Sri Lankan Curried Squash Soup

(makes 1 qt. soup, 15 minutes if you have curried squash on hand)

Let’s say you made a big batch of curried squash, and you eat it for a meal or two, and you still have a fair bit left, and you feel like a change. That’s the perfect time to turn your curry into soup! This also freezes well, if you’d like to make a big batch for a rainy day.

1/2 batch of Sri Lankan curried squash (recipe here).
2 c. vegetable broth

roasted cashews, sultanas, and pepitas for topping, optional

1. Combine curried squash and vegetable broth in a pot and simmer 10-15 minutes, until well blended. Taste and adjust seasonings; you may want a little more salt, pepper, or lime.

2. You can just serve it as is, homestyle, but a nice option is to blend the soup to smoothness (an immersion stick blender makes it easy; be careful if transferring hot soup into a blender).

3. Serve hot, topped with roasted cashews, sultanas, and pepitas (pumpkin seeds).

Sri Lankan Curried Roast Squash with Cashews

(1 hr, serves 6-8)

If you’re going to be roasting squash, you can quickly knock up a lovely curry sauce while the squash is cooking. This is a long list of spices, but the process is very simple — just sauté onions with seasonings, add some tang and coconut milk, and you’re basically done. Cashews add protein (and deliciousness), helping to make this a complete meal.

You can use any squash, but I think the combo of butternut and acorn is particularly delicious.

1 butternut squash
1 acorn squash
1/4 c. vegetable oil (to drizzle)
2 t. salt
2 t. pepper
2 t. jaggery or brown sugar
2 t. Sri Lankan curry powder
1/4 c. vegetable oil
2 red onions, chopped fine
1-3 green chilies, seeded and chopped
1 T ginger, chopped fine
3 cloves garlic, chopped
1 t. black or brown mustard seed
1 t. cumin seed
1 stick cinnamon
3 cloves
3 cardamom pods
1 stalk curry leaves (about a dozen leaves)
1 c. cashew halves
1 t. tamarind paste
1 c. coconut milk
a little more curry powder and salt, to taste
lime juice, to taste
1/2 – 1 c. sultanas, optional

chopped cilantro or other greens to garnish, optional

1. Prep squash with first four seasonings and set squash to roasting, per previous recipe.

2. Sauté onions in oil on medium-high heat, stirring. Add in chilies, ginger, garlic, mustard seed, cumin seed, cinnamon, cloves, cardamom pods, curry leaves, and cashews; sauté until golden.

NOTE: If you’re not strictly vegan, it would be culturally appropriate to add 1-2 t. dried Maldive fish or something similar with the sautéing onions, which will bump up the umami component; if you do that, you may want to reduce salt.

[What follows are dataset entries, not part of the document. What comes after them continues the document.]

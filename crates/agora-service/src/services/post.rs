//! Post service
//!
//! Post CRUD with group-scoped visibility. Private-group posts are
//! readable by members only; editing and deleting belong to the author
//! or to a moderator/admin of the post's group.

use agora_core::entities::{Post, User};
use agora_core::traits::PostListQuery;
use agora_core::value_objects::{GroupAction, Snowflake};
use agora_core::DomainError;
use tracing::{info, instrument};

use crate::dto::{CreatePostRequest, PaginatedResponse, PostResponse, PostWithMeta, UpdatePostRequest};

use super::context::ServiceContext;
use super::error::{ServiceError, ServiceResult};
use super::policy::PolicyService;

/// Post service
pub struct PostService<'a> {
    ctx: &'a ServiceContext,
}

impl<'a> PostService<'a> {
    /// Create a new PostService
    pub fn new(ctx: &'a ServiceContext) -> Self {
        Self { ctx }
    }

    /// List published posts, optionally scoped to a group or author
    #[instrument(skip(self, query))]
    pub async fn list_posts(
        &self,
        viewer_id: Snowflake,
        query: PostListQuery,
    ) -> ServiceResult<PaginatedResponse<PostResponse>> {
        if let Some(group_id) = query.group_id {
            let policy = PolicyService::new(self.ctx);
            let group = policy.get_group(group_id).await?;
            policy
                .require(&group, viewer_id, GroupAction::ViewPosts, "view this group")
                .await?;
        }

        let page = query.page;
        let (posts, total) = self.ctx.post_repo().list(viewer_id, &query).await?;

        let mut responses = Vec::with_capacity(posts.len());
        for post in posts {
            responses.push(self.build_response(post).await?);
        }

        Ok(PaginatedResponse::new(responses, page.page, page.limit, total))
    }

    /// Create a post, optionally inside a group (members only)
    #[instrument(skip(self, request))]
    pub async fn create_post(
        &self,
        author_id: Snowflake,
        request: CreatePostRequest,
    ) -> ServiceResult<PostResponse> {
        let group_id = request
            .group_id
            .as_deref()
            .map(parse_id)
            .transpose()?;

        if let Some(group_id) = group_id {
            let policy = PolicyService::new(self.ctx);
            let group = policy.get_group(group_id).await?;
            policy
                .require(
                    &group,
                    author_id,
                    GroupAction::CreatePost,
                    "create posts in this group",
                )
                .await?;
        }

        let post = Post::new(
            self.ctx.generate_id(),
            request.title,
            request.content,
            author_id,
            group_id,
        );
        self.ctx.post_repo().create(&post).await?;

        info!(post_id = %post.id, author_id = %author_id, "Post created");

        self.build_response(post).await
    }

    /// Get one post; group visibility and the published flag apply
    #[instrument(skip(self))]
    pub async fn get_post(&self, post_id: Snowflake, viewer_id: Snowflake) -> ServiceResult<PostResponse> {
        let post = self.visible_post(post_id, viewer_id).await?;
        self.build_response(post).await
    }

    /// Update a post (author, or group moderator/admin)
    #[instrument(skip(self, request))]
    pub async fn update_post(
        &self,
        post_id: Snowflake,
        actor_id: Snowflake,
        request: UpdatePostRequest,
    ) -> ServiceResult<PostResponse> {
        let mut post = self.find_post(post_id).await?;
        self.require_can_edit(&post, actor_id).await?;

        let mut changed = false;

        if let Some(title) = request.title {
            post.set_title(title);
            changed = true;
        }
        if let Some(content) = request.content {
            post.set_content(content);
            changed = true;
        }
        if let Some(published) = request.published {
            post.set_published(published);
            changed = true;
        }

        if changed {
            self.ctx.post_repo().update(&post).await?;
            info!(post_id = %post.id, actor_id = %actor_id, "Post updated");
        }

        self.build_response(post).await
    }

    /// Delete a post (author, or group moderator/admin)
    #[instrument(skip(self))]
    pub async fn delete_post(&self, post_id: Snowflake, actor_id: Snowflake) -> ServiceResult<()> {
        let post = self.find_post(post_id).await?;
        self.require_can_edit(&post, actor_id).await?;

        self.ctx.post_repo().delete(post_id).await?;

        info!(post_id = %post_id, actor_id = %actor_id, "Post deleted");

        Ok(())
    }

    /// Load a post, applying group visibility and the published flag.
    /// Used by the comment and reaction services as well.
    pub(crate) async fn visible_post(
        &self,
        post_id: Snowflake,
        viewer_id: Snowflake,
    ) -> ServiceResult<Post> {
        let post = self.find_post(post_id).await?;

        // Unpublished posts exist only for their author
        if !post.published && !post.is_author(viewer_id) {
            return Err(ServiceError::Domain(DomainError::PostNotFound(post_id)));
        }

        if let Some(group_id) = post.group_id {
            let policy = PolicyService::new(self.ctx);
            let group = policy.get_group(group_id).await?;
            policy
                .require(&group, viewer_id, GroupAction::ViewPosts, "view this group")
                .await?;
        }

        Ok(post)
    }

    async fn find_post(&self, post_id: Snowflake) -> ServiceResult<Post> {
        self.ctx
            .post_repo()
            .find_by_id(post_id)
            .await?
            .ok_or(ServiceError::Domain(DomainError::PostNotFound(post_id)))
    }

    /// Author always; otherwise ModerateContent in the post's group
    async fn require_can_edit(&self, post: &Post, actor_id: Snowflake) -> ServiceResult<()> {
        if post.is_author(actor_id) {
            return Ok(());
        }

        match post.group_id {
            Some(group_id) => {
                let policy = PolicyService::new(self.ctx);
                let group = policy.get_group(group_id).await?;
                policy
                    .require(
                        &group,
                        actor_id,
                        GroupAction::ModerateContent,
                        "moderate posts in this group",
                    )
                    .await?;
                Ok(())
            }
            None => Err(ServiceError::Domain(DomainError::NotPostAuthor)),
        }
    }

    async fn build_response(&self, post: Post) -> ServiceResult<PostResponse> {
        let author = self.get_user(post.author_id).await?;
        let comment_count = self.ctx.post_repo().comment_count(post.id).await?;
        let reaction_count = self.ctx.post_repo().reaction_count(post.id).await?;

        Ok(PostResponse::from(PostWithMeta {
            post,
            author,
            comment_count,
            reaction_count,
        }))
    }

    async fn get_user(&self, user_id: Snowflake) -> ServiceResult<User> {
        self.ctx
            .user_repo()
            .find_by_id(user_id)
            .await?
            .ok_or_else(|| ServiceError::not_found("User", user_id.to_string()))
    }
}

/// Parse a Snowflake carried as a string in a request body
pub(crate) fn parse_id(raw: &str) -> ServiceResult<Snowflake> {
    raw.parse()
        .map_err(|_| ServiceError::validation("Invalid ID format"))
}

3. Add tamarind paste and coconut milk, stir until well combined. Taste and adjust seasonings — you may want to add a little more curry powder, salt, and/or lime juice. If you want a more liquid sauce, add water and stir to blend well; if you want it thicker, let simmer to desired thickness.

4. When you’re happy with the curry sauce, add cut up roasted squash (if the squash isn’t ready yet, just turn off the heat on the sauce until it is). Roast squash should be somewhat sweet already, but I like adding in some sultanas for added pops of sweetness in the curry, to balance the tang and the spice.

Serve hot with rice or bread. Lovely with sambols and pickles.